Getty Scholar Romero to spend nine months working on book at stunning museums
For the 40th anniversary of the Getty Scholars Program, the Getty Research Institute selected 11 academics from around the world to be in residence in Los Angeles for the 2025/2026 fellowship cycle exploring the theme of repair, including one from UC Irvine: Mercy Romero.
The associate professor of criminology, law & society is among four fellows who will be in residence at the Getty Center and Getty Villa from September through June 2026. Others in Romero’s cohort have residencies of three to six months.
The cohort includes professors of architecture from Columbia University’s Barnard College; comparative literature and gender studies from Columbia University; environmental arts and justice from York University in Ontario, Canada; archaeology from Brown University, the University of Pennsylvania and Ghana; and art/art history from USC, Vassar College, University of Rochester and Université de Namur in Belgium. The cohort also includes postdocs, who like Romero will be in residence the full nine months. They hail from NYU, Harvard, Princeton, Columbia, Ohio State and UC San Diego.
Getty Research Institute (GRI) also selected two guest scholars, a president’s scholar and two “connecting art histories” scholars, who will also explore the repair theme with residencies ranging from three to nine months.
“I’m looking forward to all of it — meeting new people at the Getty Center and sharing and learning from them,” Romero says. “I am looking forward to being with new landscapes, and I wonder how that will shape my work. I’m looking forward to writing and making something beautiful.”
The author of an award-winning first book, Toward Camden (Duke University Press, 2021), will spend her Getty fellowship on her follow-up, Farewell: Black Nursing, Hospital Planning, and the Reparative Arts.
“This project builds from a central curiosity about the Puerto Rican poet Julia de Burgos and uses archives to understand the hospital as a site of creative convergence–between Black nurses trained to work and care for patients during a time of Jim Crow segregation, to the architect and artists spatializing wellness in lines and angles, poetry and song toward public health outcomes,” Romero explains.
The GRI calls repair a “timely topic” that “invites critical engagement with a range of art and cultural forms across disciplines, geographies, and historical periods.” Romero sees a natural fit for Farewell: Black Nursing, Hospital Planning, and the Reparative Arts in that description.
“The project and my larger questions as a writer hold repair in lots of ways–from the concern with illness, confinement, and dispossession, to the condition, extraction and restoration of WPA era murals that were once a part of a hospital I am studying,” she says, referring to the Works Progress Administration program that President Franklin Roosevelt launched in 1935.
“I am curious about repair as a structure that holds the depth of use and longing,” Romero adds. “I consider repair as a writer and a survivor of broke thinking, from the logics of American empire to private property.”
Searching for interdisciplinary fellowships with seminar components, she landed on the Getty Scholars program.
“I was a scholar in residence at the Schomburg some years back when I was beginning this work and that was so wonderful,” says Romero of the New York Public Library program. “I was inspired to keep thinking about the research and writing of this work in community. After I was awarded the fellowship, I met with the director of the program and felt super humbled. They understood what I was up to and were excited about it. Besides the time and the residency, that was the gift — having the project read, valued, and encouraged.”
Since its inception in 1985, the Getty Scholars Program has supported about 1,300 academics and researchers from more than 50 countries, providing a collaborative space for inquiry and exchange at the GRI’s beautiful facilities on a Brentwood hilltop and along the Malibu coast.

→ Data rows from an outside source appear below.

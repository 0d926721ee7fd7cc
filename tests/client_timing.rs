//! Tests for the authentication deadline and heartbeat schedule.
//!
//! Each test runs on a paused clock so the ten-second deadline and the
//! heartbeat interval elapse instantly.

use std::time::Duration;

use opframe::{
    client::{Client, ClientConfig, CloseReason},
    proto::{DEFAULT_SEQUENCE, Message, op},
    transport::Frame,
};
use opframe_testing::{CloseRecorder, close_recorder, connected_client};
use rstest::rstest;
use tokio::time::{self, Instant};

#[rstest]
#[tokio::test(start_paused = true)]
async fn missing_auth_closes_after_deadline(close_recorder: CloseRecorder) {
    let (client, mut peer, _) =
        connected_client(Client::builder().on_close(close_recorder.handler())).await;
    let start = Instant::now();
    client.run().expect("run");

    close_recorder.wait_for(1).await;

    assert_eq!(start.elapsed(), Duration::from_secs(10));
    assert_eq!(close_recorder.reasons(), vec![CloseReason::AuthFailed]);
    assert_eq!(peer.try_sent(), Some(Frame::Close), "no heartbeat before the deadline");
    assert_eq!(peer.try_sent(), None);
    assert_eq!(peer.close_calls(), 1);
    assert_eq!(client.active_loops(), 0);
}

#[rstest]
#[tokio::test(start_paused = true)]
async fn auth_before_deadline_keeps_connection(close_recorder: CloseRecorder) {
    let (client, _peer, _) =
        connected_client(Client::builder().on_close(close_recorder.handler())).await;
    client.run().expect("run");

    time::sleep(Duration::from_secs(9)).await;
    client.auth_success();
    time::sleep(Duration::from_secs(60)).await;

    assert!(close_recorder.reasons().is_empty());
    assert!(!client.is_closed());
    assert_eq!(client.active_loops(), 2);
}

#[tokio::test(start_paused = true)]
async fn heartbeats_follow_interval() {
    let config = ClientConfig {
        heartbeat_interval: Duration::from_secs(5),
        ..ClientConfig::default()
    };
    let (client, mut peer, _) = connected_client(Client::builder().config(config)).await;
    client.auth_success();
    let start = Instant::now();
    client.run().expect("run");

    for n in 1..=3u32 {
        let heartbeat = peer.next_message().await.expect("heartbeat");
        assert_eq!(heartbeat, Message::new(DEFAULT_SEQUENCE, op::HEARTBEAT, ""));
        assert_eq!(start.elapsed(), Duration::from_secs(5) * n);
    }
    client.close(CloseReason::Actively).await.expect("close");
}

#[tokio::test(start_paused = true)]
async fn inbound_messages_do_not_delay_heartbeats() {
    let config = ClientConfig {
        heartbeat_interval: Duration::from_secs(5),
        ..ClientConfig::default()
    };
    let (client, mut peer, _) = connected_client(Client::builder().config(config)).await;
    client.auth_success();
    let start = Instant::now();
    client.run().expect("run");

    for _ in 0..4 {
        time::sleep(Duration::from_secs(1)).await;
        peer.push_messages(&[Message::new(1, op::SEND_MSG_REPLY, "noise")]);
    }

    let heartbeat = peer.next_message().await.expect("heartbeat");
    assert_eq!(heartbeat.operation(), op::HEARTBEAT);
    assert_eq!(start.elapsed(), Duration::from_secs(5));
    client.close(CloseReason::Actively).await.expect("close");
}

#[rstest]
#[tokio::test(start_paused = true)]
async fn close_does_not_wait_for_stalled_heartbeat(close_recorder: CloseRecorder) {
    let config = ClientConfig {
        heartbeat_interval: Duration::from_secs(1),
        ..ClientConfig::default()
    };
    let (client, peer, _) = connected_client(
        Client::builder()
            .config(config)
            .on_close(close_recorder.handler()),
    )
    .await;
    client.auth_success();
    client.run().expect("run");
    peer.stall_sends();

    // The first heartbeat is now stuck in the transport.
    time::sleep(Duration::from_secs(2)).await;

    time::timeout(Duration::from_secs(600), client.close(CloseReason::Actively))
        .await
        .expect("close finishes while the heartbeat is stuck")
        .expect("close");
    assert_eq!(close_recorder.reasons(), vec![CloseReason::Actively]);
    assert_eq!(client.active_loops(), 0);
    assert_eq!(peer.close_calls(), 1);
}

“As we celebrate four decades of supporting pioneering scholarship, this year’s theme of repair feels especially urgent and universally resonant,” says Alexa Sekyra, head of the GRI Scholars Program, in a release. “In a time marked by cultural reckoning and environmental fragility, we are proud to support scholars whose work not only deepens our understanding of the past but also envisions new ways forward for preservation, justice, and renewal through the arts.”
In addition to the GRI's program oriented around the theme of repair, other scholars and professionals will be hosted by the Getty Scholars Program at the Villa under the theme of religious experience in antiquity as well as the Getty Conservation Institute.